Work required
How many lines in the records below contain "OutputFormat"? Answer with the number alone.
----- Record set
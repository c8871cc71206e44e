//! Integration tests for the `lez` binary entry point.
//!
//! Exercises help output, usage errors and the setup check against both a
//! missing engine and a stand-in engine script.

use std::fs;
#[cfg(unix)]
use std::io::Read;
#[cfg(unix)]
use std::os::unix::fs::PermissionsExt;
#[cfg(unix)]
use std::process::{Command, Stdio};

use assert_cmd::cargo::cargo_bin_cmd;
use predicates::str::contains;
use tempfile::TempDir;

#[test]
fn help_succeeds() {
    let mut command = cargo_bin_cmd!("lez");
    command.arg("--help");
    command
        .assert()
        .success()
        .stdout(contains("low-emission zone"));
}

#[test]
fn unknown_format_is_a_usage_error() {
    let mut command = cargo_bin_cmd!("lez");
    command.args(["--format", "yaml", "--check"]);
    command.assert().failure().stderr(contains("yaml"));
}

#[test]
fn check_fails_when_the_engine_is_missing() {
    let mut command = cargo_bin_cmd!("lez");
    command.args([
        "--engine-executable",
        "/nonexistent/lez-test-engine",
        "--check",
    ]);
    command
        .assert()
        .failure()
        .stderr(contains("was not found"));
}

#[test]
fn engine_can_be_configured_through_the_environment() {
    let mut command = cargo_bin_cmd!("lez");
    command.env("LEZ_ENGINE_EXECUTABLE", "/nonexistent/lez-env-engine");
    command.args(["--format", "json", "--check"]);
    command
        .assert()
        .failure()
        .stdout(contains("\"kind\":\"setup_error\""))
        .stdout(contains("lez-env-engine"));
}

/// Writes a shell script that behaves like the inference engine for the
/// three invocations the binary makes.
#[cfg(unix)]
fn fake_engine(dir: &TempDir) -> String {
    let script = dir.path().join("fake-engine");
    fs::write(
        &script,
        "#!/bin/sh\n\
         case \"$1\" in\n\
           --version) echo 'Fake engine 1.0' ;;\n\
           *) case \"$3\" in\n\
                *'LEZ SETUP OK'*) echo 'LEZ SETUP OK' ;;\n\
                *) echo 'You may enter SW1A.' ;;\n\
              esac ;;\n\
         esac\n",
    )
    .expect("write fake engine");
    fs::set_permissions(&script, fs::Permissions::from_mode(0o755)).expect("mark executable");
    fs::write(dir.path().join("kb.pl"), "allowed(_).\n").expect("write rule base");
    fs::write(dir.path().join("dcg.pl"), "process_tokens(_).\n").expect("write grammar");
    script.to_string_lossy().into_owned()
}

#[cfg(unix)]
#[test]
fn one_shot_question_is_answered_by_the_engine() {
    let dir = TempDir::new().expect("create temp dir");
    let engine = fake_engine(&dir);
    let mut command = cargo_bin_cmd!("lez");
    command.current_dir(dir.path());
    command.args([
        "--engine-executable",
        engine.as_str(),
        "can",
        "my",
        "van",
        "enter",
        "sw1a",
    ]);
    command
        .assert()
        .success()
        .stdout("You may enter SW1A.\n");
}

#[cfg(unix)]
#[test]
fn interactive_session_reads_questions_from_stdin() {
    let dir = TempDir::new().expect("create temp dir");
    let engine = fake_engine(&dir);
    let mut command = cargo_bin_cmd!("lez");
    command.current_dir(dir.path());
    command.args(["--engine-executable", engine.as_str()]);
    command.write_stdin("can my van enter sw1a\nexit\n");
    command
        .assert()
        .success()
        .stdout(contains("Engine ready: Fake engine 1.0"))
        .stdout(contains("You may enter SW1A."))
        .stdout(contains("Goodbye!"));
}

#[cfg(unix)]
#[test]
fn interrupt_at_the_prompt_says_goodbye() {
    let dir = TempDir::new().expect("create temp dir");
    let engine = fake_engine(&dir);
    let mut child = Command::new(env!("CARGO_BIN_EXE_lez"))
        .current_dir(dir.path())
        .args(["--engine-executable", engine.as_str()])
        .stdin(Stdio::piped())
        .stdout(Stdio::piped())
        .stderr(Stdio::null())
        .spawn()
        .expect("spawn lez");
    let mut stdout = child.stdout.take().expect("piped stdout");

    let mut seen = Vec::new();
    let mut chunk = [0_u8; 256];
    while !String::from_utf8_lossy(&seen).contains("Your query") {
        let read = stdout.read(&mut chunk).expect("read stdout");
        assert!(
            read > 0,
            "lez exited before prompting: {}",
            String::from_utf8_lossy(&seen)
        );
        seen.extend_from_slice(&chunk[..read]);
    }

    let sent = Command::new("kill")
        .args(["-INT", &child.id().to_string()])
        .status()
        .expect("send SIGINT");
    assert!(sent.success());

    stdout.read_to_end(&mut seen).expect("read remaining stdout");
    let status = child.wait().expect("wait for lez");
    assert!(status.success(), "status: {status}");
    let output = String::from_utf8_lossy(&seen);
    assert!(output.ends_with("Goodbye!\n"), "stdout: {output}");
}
----------
----- Record set
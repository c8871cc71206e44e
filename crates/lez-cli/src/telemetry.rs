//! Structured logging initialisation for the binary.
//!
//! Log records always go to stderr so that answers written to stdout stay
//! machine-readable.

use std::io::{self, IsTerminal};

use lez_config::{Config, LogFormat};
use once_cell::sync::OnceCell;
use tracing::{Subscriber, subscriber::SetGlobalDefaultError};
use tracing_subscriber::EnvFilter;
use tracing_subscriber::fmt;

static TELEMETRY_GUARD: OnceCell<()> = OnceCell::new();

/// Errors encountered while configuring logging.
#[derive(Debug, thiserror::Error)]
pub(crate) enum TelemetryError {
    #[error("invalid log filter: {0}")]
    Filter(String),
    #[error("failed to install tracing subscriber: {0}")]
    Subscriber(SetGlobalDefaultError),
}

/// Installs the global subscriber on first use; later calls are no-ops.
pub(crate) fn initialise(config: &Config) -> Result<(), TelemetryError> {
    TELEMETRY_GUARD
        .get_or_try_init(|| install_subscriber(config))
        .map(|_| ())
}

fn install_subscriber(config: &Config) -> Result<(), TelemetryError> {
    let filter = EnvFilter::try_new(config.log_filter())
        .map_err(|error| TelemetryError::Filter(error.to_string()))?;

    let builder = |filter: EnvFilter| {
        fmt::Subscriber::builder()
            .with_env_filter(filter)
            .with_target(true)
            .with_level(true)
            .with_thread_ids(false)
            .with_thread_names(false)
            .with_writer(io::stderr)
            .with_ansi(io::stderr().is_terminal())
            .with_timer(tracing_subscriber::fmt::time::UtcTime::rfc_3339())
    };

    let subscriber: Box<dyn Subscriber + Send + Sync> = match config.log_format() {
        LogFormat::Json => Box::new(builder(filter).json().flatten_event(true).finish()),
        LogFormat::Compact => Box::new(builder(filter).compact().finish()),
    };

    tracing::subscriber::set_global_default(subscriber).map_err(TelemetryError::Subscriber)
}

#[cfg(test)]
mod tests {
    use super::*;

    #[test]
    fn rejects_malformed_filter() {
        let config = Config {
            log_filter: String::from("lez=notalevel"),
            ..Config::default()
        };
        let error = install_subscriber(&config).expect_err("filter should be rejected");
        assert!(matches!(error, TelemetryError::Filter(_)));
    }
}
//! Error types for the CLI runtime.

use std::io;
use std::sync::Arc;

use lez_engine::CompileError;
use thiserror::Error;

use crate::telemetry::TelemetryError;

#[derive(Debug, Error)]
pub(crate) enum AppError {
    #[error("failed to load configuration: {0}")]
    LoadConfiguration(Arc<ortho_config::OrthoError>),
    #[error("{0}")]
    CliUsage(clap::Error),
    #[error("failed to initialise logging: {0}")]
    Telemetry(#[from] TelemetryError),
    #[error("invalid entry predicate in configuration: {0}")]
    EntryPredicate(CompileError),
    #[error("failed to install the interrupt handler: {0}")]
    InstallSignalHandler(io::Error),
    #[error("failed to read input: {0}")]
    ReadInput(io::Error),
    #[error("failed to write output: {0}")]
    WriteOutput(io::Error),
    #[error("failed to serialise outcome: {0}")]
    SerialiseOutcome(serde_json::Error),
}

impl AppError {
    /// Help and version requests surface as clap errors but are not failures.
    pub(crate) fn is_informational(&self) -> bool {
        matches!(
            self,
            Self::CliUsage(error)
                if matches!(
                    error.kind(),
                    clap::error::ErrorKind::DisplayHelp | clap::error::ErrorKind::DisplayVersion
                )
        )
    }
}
----------
----- Record set
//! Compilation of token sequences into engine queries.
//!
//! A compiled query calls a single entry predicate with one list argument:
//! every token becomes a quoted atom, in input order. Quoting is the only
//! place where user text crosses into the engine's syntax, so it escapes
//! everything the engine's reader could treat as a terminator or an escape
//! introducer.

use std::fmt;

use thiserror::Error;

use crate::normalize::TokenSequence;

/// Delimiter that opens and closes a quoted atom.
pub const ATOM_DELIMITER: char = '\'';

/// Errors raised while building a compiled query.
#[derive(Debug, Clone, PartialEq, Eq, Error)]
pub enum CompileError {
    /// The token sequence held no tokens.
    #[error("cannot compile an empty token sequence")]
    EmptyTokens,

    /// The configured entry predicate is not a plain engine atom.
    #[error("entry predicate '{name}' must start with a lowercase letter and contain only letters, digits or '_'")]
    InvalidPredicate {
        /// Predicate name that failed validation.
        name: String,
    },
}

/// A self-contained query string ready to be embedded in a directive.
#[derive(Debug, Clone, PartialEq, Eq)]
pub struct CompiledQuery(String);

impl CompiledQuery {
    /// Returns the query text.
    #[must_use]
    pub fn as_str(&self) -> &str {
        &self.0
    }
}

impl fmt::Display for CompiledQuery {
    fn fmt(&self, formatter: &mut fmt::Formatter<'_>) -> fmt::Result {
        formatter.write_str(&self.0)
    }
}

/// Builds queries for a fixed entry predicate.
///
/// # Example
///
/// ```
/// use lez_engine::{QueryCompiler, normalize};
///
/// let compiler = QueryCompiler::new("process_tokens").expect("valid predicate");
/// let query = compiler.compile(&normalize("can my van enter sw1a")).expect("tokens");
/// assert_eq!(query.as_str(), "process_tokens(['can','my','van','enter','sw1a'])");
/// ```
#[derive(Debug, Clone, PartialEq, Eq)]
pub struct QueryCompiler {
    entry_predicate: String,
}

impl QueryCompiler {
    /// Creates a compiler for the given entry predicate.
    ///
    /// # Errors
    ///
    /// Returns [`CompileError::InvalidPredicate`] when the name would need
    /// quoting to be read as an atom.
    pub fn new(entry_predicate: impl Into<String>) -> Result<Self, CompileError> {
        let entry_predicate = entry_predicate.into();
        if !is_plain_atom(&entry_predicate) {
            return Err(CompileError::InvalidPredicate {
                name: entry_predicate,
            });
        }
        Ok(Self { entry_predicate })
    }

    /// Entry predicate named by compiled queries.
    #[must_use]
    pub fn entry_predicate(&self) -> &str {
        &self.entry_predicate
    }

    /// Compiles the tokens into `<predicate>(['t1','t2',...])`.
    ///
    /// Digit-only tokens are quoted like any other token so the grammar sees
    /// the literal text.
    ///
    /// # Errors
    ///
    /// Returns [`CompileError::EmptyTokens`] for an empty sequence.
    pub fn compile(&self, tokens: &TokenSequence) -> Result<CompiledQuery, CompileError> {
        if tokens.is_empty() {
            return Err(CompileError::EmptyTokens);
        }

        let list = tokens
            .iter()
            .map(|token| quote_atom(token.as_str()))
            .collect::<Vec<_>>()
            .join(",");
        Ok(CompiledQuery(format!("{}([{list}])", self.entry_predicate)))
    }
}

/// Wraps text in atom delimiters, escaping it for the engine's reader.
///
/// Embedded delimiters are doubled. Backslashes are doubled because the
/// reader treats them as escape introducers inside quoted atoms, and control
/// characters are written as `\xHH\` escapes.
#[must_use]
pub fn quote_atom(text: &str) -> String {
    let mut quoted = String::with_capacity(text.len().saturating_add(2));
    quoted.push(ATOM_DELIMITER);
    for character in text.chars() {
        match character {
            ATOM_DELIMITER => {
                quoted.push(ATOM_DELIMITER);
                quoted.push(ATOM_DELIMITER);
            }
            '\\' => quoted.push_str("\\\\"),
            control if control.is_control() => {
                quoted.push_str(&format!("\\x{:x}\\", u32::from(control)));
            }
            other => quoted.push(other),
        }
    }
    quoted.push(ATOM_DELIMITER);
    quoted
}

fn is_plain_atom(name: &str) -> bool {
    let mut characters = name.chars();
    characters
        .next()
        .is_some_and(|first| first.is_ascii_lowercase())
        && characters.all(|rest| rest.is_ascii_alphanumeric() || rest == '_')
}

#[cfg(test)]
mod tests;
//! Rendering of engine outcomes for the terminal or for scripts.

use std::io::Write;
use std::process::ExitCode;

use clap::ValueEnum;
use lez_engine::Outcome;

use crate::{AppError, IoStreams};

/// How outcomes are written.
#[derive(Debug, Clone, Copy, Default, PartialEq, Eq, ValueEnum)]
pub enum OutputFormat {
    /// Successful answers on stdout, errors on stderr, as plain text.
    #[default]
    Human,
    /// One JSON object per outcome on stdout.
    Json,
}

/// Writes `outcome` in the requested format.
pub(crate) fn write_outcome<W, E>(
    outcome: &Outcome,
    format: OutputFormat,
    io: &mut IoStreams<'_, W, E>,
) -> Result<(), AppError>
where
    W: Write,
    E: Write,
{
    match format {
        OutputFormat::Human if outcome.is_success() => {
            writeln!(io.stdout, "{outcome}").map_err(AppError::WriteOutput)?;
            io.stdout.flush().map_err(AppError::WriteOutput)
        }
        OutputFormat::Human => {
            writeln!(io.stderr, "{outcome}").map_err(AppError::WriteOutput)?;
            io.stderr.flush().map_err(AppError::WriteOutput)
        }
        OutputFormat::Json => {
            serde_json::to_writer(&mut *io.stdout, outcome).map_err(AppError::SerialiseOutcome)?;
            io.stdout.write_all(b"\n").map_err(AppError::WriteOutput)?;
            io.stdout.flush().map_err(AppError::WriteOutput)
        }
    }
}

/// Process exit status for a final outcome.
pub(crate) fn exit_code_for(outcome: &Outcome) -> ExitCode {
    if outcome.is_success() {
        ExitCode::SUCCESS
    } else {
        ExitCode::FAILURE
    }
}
----------
Written response
5